**Task to carry out**
Return each line of the data that follows exactly as it reads.

** Opening Data provided block **

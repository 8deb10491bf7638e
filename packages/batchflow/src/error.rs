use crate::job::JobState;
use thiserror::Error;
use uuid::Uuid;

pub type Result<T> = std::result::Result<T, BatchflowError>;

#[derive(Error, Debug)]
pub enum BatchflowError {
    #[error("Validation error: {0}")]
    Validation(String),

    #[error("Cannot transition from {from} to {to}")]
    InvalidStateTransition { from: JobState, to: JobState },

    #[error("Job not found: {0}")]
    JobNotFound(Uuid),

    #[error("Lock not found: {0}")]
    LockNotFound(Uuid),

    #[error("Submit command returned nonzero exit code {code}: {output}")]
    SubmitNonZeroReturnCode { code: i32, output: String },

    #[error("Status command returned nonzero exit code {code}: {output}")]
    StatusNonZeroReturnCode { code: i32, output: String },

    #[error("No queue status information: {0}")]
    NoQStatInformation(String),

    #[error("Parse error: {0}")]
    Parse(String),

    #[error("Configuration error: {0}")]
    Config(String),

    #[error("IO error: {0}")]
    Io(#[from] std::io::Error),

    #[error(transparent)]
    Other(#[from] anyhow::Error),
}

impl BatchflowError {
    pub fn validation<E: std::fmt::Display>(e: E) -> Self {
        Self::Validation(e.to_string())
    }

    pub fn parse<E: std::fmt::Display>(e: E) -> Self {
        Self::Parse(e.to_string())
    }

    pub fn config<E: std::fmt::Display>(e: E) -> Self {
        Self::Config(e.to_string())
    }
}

** Closing Data provided block **

**Answer for the task**
repository 8deb10491bf7638e
filename packages/batchflow/src/error.rs
use crate::job::JobState;
use thiserror::Error;
use uuid::Uuid;

pub type Result<T> = std::result::Result<T, BatchflowError>;

#[derive(Error, Debug)]
pub enum BatchflowError {
    #[error("Validation error: {0}")]
    Validation(String),

    #[error("Cannot transition from {from} to {to}")]
    InvalidStateTransition { from: JobState, to: JobState },

    #[error("Job not found: {0}")]
    JobNotFound(Uuid),

    #[error("Lock not found: {0}")]
    LockNotFound(Uuid),

    #[error("Submit command returned nonzero exit code {code}: {output}")]
    SubmitNonZeroReturnCode { code: i32, output: String },

    #[error("Status command returned nonzero exit code {code}: {output}")]
    StatusNonZeroReturnCode { code: i32, output: String },

    #[error("No queue status information: {0}")]
    NoQStatInformation(String),

    #[error("Parse error: {0}")]
    Parse(String),

    #[error("Configuration error: {0}")]
    Config(String),

    #[error("IO error: {0}")]
    Io(#[from] std::io::Error),

    #[error(transparent)]
    Other(#[from] anyhow::Error),
}

impl BatchflowError {
    pub fn validation<E: std::fmt::Display>(e: E) -> Self {
        Self::Validation(e.to_string())
    }

    pub fn parse<E: std::fmt::Display>(e: E) -> Self {
        Self::Parse(e.to_string())
    }

    pub fn config<E: std::fmt::Display>(e: E) -> Self {
        Self::Config(e.to_string())
    }
}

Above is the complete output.